Yasemin'in kaşları çatılırken Rima "Ne?" diye bağırdı. Dün duydukları her şey yalan mıydı? Yasemin Hazan'ın dün anlattığı şeyleri hızlıca kafasından geçirdi. Eğer Hazan yalan söylediyse neden annesini işin içine katmıştı ki?

"Hepsi yalan mıydı?" diye sordu Kerem. Melisa'ya kavuşmuşken eski sorunlarla boğuşmak canını sıkıyordu; ama buna mecburlardı.

"Hayır." dedi Cihan. Elbette bir kısmı doğruydu.

Selim "O zaman neden öyle bir şey söyledin?" sorunca adam sırıttı. Bu hali Ali'yi çileden çıkartıyordu. O yüzden "Aptal aptal gülmeyi kes ve ne dolaplar çevirdiğinizi anlat!" diyerek adama patladı.

"Anlatacağım." dedi Cihan sakinlikle. "Ökse otu efsanesini bilir misiniz?"

Kendisine bakan suratların tepki vermesini bekledi. Beklediği tepkiyi alamayınca anlatmaya başladı. Aslında Kerem, Ali ve Vildan hikayeyi biliyorlardı; ama tepki vermemişlerdi.

"İskandinav mitolojisinin en güçlü tanrısı Odin ve Frigg'in oğlu, en yakışıklı ve en sevilen Tanrı Balder'di. Gözde olan hep oydu. Bu yüzden Loki Balder'i hep kıskandı. Onu öldürmek istedi."

Yasemin bu hikayenin nereye gideceğini merak ediyordu. Bunun konularıyla olan alakasını kestiremiyordu. Aptal bir efsaneydi işte. İki güne unuturdu.
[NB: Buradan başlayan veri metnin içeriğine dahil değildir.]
use super::*;

#[test]
fn intern_is_idempotent() {
    let table = SymbolTable::new();
    let a = table.intern("divzero");
    let b = table.intern("badtype");
    assert_eq!(a, table.intern("divzero"));
    assert_ne!(a, b);
    assert_eq!(table.name(a), "divzero");
    assert_eq!(table.name(b), "badtype");
}

#[test]
fn empty_name_is_preinterned() {
    let table = SymbolTable::new();
    assert!(table.is_empty());
    assert_eq!(table.intern(""), Symbol::EMPTY);
    assert_eq!(table.name(Symbol::EMPTY), "");
}

#[test]
fn get_does_not_intern() {
    let table = SymbolTable::new();
    assert_eq!(table.get("missing"), None);
    assert_eq!(table.len(), 1);
    let sym = table.intern("present");
    assert_eq!(table.get("present"), Some(sym));
    assert_eq!(table.len(), 2);
}

#[test]
fn shared_table_is_shared() {
    let shared = SharedSymbols::new();
    let other = shared.clone();
    assert_eq!(shared.intern("x"), other.intern("x"));
    assert_eq!(other.len(), 2);
}

#[test]
fn interning_from_threads_agrees() {
    let shared = SharedSymbols::new();
    let handles: Vec<_> = (0..4)
        .map(|_| {
            let table = shared.clone();
            std::thread::spawn(move || {
                (0..50)
                    .map(|i| table.intern(&format!("name{i}")))
                    .collect::<Vec<_>>()
            })
        })
        .collect();
    let results: Vec<Vec<Symbol>> = handles
        .into_iter()
        .map(|h| h.join().unwrap_or_default())
        .collect();
    for r in &results[1..] {
        assert_eq!(r, &results[0]);
    }
    assert_eq!(shared.len(), 51);
}
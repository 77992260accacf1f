//! Per-level compile state: one context for the top level, one per word
//! definition, one per open lambda.

use std::rc::Rc;

use tern_ir::{CaptureSource, CatchTable, CodeBlock, Op, SourcePos};

use crate::errors::CompileErrorKind;

/// Instructions per block, `End` excluded.
pub(crate) const MAX_OPS: usize = 4096;
/// Locals per block, parameters included.
pub(crate) const MAX_LOCALS: usize = 32;

#[derive(Clone, Debug)]
pub(crate) enum ContextKind {
    Root,
    Word { index: u32, name: Rc<str> },
    Lambda,
}

/// An open control structure waiting for its closing token.
#[derive(Debug)]
pub(crate) enum Structure {
    If {
        jump: usize,
    },
    Else {
        jump: usize,
    },
    Loop {
        start: usize,
        leaves: Vec<usize>,
        iter: bool,
    },
    /// List literal; `mark` is where the current element's code began.
    List {
        mark: usize,
    },
    Hash {
        mark: usize,
    },
    Try {
        table: usize,
        exits: Vec<usize>,
        handlers: usize,
    },
}

/// Name resolved to a slot of the executing frame.
#[derive(Copy, Clone, Debug, PartialEq, Eq)]
pub(crate) enum VarRef {
    Local(u16),
    Closure(u16),
}

#[derive(Debug)]
pub(crate) struct CompileContext {
    pub kind: ContextKind,
    pub ops: Vec<Op>,
    positions: Vec<SourcePos>,
    pub structures: Vec<Structure>,
    locals: Vec<Rc<str>>,
    pub params: u16,
    closed: u32,
    /// Closure slots, cached by name.
    captures: Vec<(Rc<str>, CaptureSource)>,
    pub lambdas: Vec<Rc<CodeBlock>>,
    pub catch_tables: Vec<CatchTable>,
    /// Nothing compiled yet: a parameter block may still appear.
    pub at_start: bool,
    /// `times` or `each` was compiled; the loop body's `{` must follow.
    pub pending_iter: bool,
}

impl CompileContext {
    pub fn new(kind: ContextKind) -> Self {
        CompileContext {
            kind,
            ops: Vec::new(),
            positions: Vec::new(),
            structures: Vec::new(),
            locals: Vec::new(),
            params: 0,
            closed: 0,
            captures: Vec::new(),
            lambdas: Vec::new(),
            catch_tables: Vec::new(),
            at_start: true,
            pending_iter: false,
        }
    }

    /// Whether anything is still open inside this context.
    pub fn is_open(&self) -> bool {
        !self.structures.is_empty() || self.pending_iter
    }

    #[inline]
    pub fn here(&self) -> usize {
        self.ops.len()
    }

    /// Append `op`, recording `pos` when positions are tracked.
    pub fn emit(&mut self, op: Op, pos: Option<SourcePos>) -> Result<usize, CompileErrorKind> {
        if self.ops.len() >= MAX_OPS {
            return Err(CompileErrorKind::CodeTooLong);
        }
        let at = self.ops.len();
        self.ops.push(op);
        if let Some(pos) = pos {
            self.positions.push(pos);
        }
        Ok(at)
    }

    /// Point the jump at `at` to `target`.
    pub fn patch(&mut self, at: usize, target: usize) {
        let target = u32::try_from(target).unwrap_or(u32::MAX);
        if let Some(op) = self.ops.get_mut(at) {
            op.set_jump_target(target);
        }
    }

    pub fn find_local(&self, name: &str) -> Option<u16> {
        self.locals
            .iter()
            .position(|l| &**l == name)
            .and_then(|i| u16::try_from(i).ok())
    }

    pub fn add_local(&mut self, name: &str) -> Result<u16, CompileErrorKind> {
        if self.locals.len() >= MAX_LOCALS {
            return Err(CompileErrorKind::TooManyLocals);
        }
        let idx = u16::try_from(self.locals.len()).map_err(|_| CompileErrorKind::TooManyLocals)?;
        self.locals.push(Rc::from(name));
        Ok(idx)
    }

    pub fn mark_closed(&mut self, local: u16) {
        if usize::from(local) < MAX_LOCALS {
            self.closed |= 1 << local;
        }
    }

    pub fn find_capture(&self, name: &str) -> Option<u16> {
        self.captures
            .iter()
            .position(|(n, _)| &**n == name)
            .and_then(|i| u16::try_from(i).ok())
    }

    pub fn add_capture(
        &mut self,
        name: &str,
        source: CaptureSource,
    ) -> Result<u16, CompileErrorKind> {
        let slot =
            u16::try_from(self.captures.len()).map_err(|_| CompileErrorKind::TooManyLocals)?;
        self.captures.push((Rc::from(name), source));
        Ok(slot)
    }

    /// Freeze into an immutable block, appending the final `End`.
    pub fn freeze(mut self, source: Rc<str>, end_pos: Option<SourcePos>) -> CodeBlock {
        self.ops.push(Op::End);
        if let Some(pos) = end_pos {
            self.positions.push(pos);
        }
        let name = match self.kind {
            ContextKind::Word { name, .. } => Some(name),
            ContextKind::Root | ContextKind::Lambda => None,
        };
        #[allow(
            clippy::cast_possible_truncation,
            reason = "add_local caps locals at MAX_LOCALS"
        )]
        let locals = self.locals.len() as u16;
        CodeBlock {
            name,
            ops: self.ops.into_boxed_slice(),
            positions: self.positions.into_boxed_slice(),
            source,
            params: self.params,
            locals,
            closed_locals: self.closed,
            captures: self.captures.into_iter().map(|(_, s)| s).collect(),
            lambdas: self.lambdas.into_boxed_slice(),
            catch_tables: self.catch_tables.into_boxed_slice(),
        }
    }
}
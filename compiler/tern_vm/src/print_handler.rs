//! Where `.`, `p` and `nl` send their output.
//!
//! Embedders pick stdout (default), a capture buffer (tests, hosted
//! consoles) or silence. Enum dispatch keeps the hot print path free of
//! vtable calls.

use std::io::Write as _;
use std::sync::Arc;

use parking_lot::Mutex;

/// Writes to stdout.
#[derive(Default)]
pub struct StdoutPrintHandler;

impl StdoutPrintHandler {
    pub fn println(&self, msg: &str) {
        println!("{msg}");
    }

    pub fn print(&self, msg: &str) {
        let mut out = std::io::stdout().lock();
        let _ = out.write_all(msg.as_bytes());
        let _ = out.flush();
    }
}

/// Captures output in memory.
#[derive(Default)]
pub struct BufferPrintHandler {
    buffer: Mutex<String>,
}

impl BufferPrintHandler {
    pub fn new() -> Self {
        Self::default()
    }

    pub fn println(&self, msg: &str) {
        let mut buf = self.buffer.lock();
        buf.push_str(msg);
        buf.push('\n');
    }

    pub fn print(&self, msg: &str) {
        self.buffer.lock().push_str(msg);
    }

    pub fn get_output(&self) -> String {
        self.buffer.lock().clone()
    }

    /// Return the captured output and empty the buffer.
    pub fn take_output(&self) -> String {
        std::mem::take(&mut *self.buffer.lock())
    }

    pub fn clear(&self) {
        self.buffer.lock().clear();
    }
}

pub enum PrintHandlerImpl {
    Stdout(StdoutPrintHandler),
    Buffer(BufferPrintHandler),
    /// Discards everything.
    Silent,
}

impl PrintHandlerImpl {
    pub fn println(&self, msg: &str) {
        match self {
            Self::Stdout(h) => h.println(msg),
            Self::Buffer(h) => h.println(msg),
            Self::Silent => {}
        }
    }

    pub fn print(&self, msg: &str) {
        match self {
            Self::Stdout(h) => h.print(msg),
            Self::Buffer(h) => h.print(msg),
            Self::Silent => {}
        }
    }

    /// Captured output; empty for stdout and silent handlers.
    pub fn get_output(&self) -> String {
        match self {
            Self::Buffer(h) => h.get_output(),
            Self::Stdout(_) | Self::Silent => String::new(),
        }
    }

    /// Captured output, emptying the buffer.
    pub fn take_output(&self) -> String {
        match self {
            Self::Buffer(h) => h.take_output(),
            Self::Stdout(_) | Self::Silent => String::new(),
        }
    }

    pub fn clear(&self) {
        if let Self::Buffer(h) = self {
            h.clear();
        }
    }
}

/// Print handler shared between a runtime and its embedder.
pub type SharedPrintHandler = Arc<PrintHandlerImpl>;

pub fn stdout_handler() -> SharedPrintHandler {
    Arc::new(PrintHandlerImpl::Stdout(StdoutPrintHandler))
}

pub fn buffer_handler() -> SharedPrintHandler {
    Arc::new(PrintHandlerImpl::Buffer(BufferPrintHandler::new()))
}

pub fn silent_handler() -> SharedPrintHandler {
    Arc::new(PrintHandlerImpl::Silent)
}

#[cfg(test)]
mod tests;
"Loki'nin Balder'i öldürmek istediğini öğrenen Frigg bunu engellemek istemiş. Bunun içinde dünyadaki bütün varlıklara Balder'i öldürmeyeceklerine dair yemin ettirmiş; ama sadece bir şeyi göz ardı etmiş. Ökse otunu... Loki bunu öğrenince Balder'i ökse otundan yapılmış bir mızrakla öldürmüş. O günden sonra bir daha ökse otunu unutmamak için kapılara ökse otu asılmış."

Yasemin dayanamayıp sordu. "Bunun konumuzla alakası ne peki?"

Cihan gözlerini kıstı. "Konumuzla alakası mı ne? Hala anlamadın mı aptal?"

Yasemin kafasını hayır anlamında salladığında Cihan arsız arsız güldü. "Bu hikayedeki Loki Hazan. Balder de Bahar."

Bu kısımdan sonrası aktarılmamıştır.